» **Saved entries**

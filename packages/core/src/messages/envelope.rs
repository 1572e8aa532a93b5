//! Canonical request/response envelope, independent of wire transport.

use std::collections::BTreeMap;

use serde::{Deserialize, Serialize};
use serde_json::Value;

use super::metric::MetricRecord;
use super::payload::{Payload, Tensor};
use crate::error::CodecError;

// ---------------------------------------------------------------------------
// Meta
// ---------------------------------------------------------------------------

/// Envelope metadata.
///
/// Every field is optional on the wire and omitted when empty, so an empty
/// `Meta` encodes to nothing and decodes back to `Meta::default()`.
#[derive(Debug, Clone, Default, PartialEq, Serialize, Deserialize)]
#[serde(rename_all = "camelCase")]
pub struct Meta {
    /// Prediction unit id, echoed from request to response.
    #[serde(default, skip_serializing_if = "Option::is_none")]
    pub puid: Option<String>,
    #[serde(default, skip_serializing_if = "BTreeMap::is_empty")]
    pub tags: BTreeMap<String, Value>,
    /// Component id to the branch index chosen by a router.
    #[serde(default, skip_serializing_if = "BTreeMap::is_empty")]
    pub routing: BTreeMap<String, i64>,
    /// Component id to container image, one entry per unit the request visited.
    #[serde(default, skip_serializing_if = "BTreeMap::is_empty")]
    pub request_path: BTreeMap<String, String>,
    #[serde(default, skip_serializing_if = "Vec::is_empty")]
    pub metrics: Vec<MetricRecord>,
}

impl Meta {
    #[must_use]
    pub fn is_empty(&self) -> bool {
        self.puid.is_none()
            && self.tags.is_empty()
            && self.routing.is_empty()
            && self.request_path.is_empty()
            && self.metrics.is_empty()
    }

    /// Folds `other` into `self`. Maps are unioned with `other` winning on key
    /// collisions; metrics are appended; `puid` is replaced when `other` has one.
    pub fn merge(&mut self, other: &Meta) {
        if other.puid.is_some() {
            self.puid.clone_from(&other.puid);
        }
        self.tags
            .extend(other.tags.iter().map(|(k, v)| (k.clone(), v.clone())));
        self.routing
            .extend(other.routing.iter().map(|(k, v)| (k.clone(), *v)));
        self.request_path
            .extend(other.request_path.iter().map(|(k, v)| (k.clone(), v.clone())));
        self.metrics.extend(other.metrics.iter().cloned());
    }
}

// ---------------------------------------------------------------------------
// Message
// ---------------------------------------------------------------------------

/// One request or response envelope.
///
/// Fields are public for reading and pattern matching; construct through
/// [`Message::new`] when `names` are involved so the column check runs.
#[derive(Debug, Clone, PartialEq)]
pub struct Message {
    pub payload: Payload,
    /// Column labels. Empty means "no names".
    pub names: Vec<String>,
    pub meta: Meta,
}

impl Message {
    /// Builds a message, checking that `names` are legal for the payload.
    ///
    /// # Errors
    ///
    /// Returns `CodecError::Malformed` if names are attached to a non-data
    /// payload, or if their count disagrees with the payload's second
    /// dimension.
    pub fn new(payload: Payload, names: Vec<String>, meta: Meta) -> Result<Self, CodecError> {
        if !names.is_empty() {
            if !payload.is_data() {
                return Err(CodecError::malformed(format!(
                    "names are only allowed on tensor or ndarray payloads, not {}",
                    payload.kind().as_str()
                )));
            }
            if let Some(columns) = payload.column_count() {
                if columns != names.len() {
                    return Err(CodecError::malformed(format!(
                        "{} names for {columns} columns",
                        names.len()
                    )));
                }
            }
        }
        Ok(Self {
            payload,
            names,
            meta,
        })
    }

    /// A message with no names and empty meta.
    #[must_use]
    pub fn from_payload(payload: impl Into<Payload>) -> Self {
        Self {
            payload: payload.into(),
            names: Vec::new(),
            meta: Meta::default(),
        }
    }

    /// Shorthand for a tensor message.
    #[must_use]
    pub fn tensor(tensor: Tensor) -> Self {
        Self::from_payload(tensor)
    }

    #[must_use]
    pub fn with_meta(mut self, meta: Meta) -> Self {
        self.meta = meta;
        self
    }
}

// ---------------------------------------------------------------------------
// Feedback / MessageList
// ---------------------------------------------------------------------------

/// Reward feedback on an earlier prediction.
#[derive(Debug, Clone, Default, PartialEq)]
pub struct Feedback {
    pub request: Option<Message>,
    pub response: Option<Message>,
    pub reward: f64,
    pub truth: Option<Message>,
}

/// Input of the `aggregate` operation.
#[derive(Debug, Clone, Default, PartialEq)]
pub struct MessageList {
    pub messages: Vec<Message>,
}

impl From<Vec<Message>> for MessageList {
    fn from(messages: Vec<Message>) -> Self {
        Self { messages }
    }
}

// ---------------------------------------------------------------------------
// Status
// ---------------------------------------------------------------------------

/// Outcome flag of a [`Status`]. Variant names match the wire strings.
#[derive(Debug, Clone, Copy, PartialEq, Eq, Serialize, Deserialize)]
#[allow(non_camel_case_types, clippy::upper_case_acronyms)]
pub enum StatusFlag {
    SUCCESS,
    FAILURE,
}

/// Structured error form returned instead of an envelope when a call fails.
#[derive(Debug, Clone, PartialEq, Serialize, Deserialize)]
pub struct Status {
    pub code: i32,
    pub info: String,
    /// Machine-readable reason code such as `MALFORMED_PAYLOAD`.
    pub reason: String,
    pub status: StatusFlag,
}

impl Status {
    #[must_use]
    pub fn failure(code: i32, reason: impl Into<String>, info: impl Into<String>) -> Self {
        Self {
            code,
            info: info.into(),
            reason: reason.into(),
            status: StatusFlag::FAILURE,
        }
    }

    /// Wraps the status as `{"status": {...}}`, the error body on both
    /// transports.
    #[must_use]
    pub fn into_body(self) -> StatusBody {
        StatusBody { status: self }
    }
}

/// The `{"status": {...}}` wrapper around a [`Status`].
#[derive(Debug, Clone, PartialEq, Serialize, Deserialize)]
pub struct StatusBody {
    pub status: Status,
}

» **Goal of the exercise**
Having output the line that contains "Default, PartialEq, Serialize, Deserialize)]", stop. Every line before it, back to the first line of the data, must be reproduced exactly.

» **Answer space**
filename packages/core/src/messages/envelope.rs
repository 1572e8aa532a93b5
//! Canonical request/response envelope, independent of wire transport.

use std::collections::BTreeMap;

use serde::{Deserialize, Serialize};
use serde_json::Value;

use super::metric::MetricRecord;
use super::payload::{Payload, Tensor};
use crate::error::CodecError;

// ---------------------------------------------------------------------------
// Meta
// ---------------------------------------------------------------------------

/// Envelope metadata.
///
/// Every field is optional on the wire and omitted when empty, so an empty
/// `Meta` encodes to nothing and decodes back to `Meta::default()`.
#[derive(Debug, Clone, Default, PartialEq, Serialize, Deserialize)]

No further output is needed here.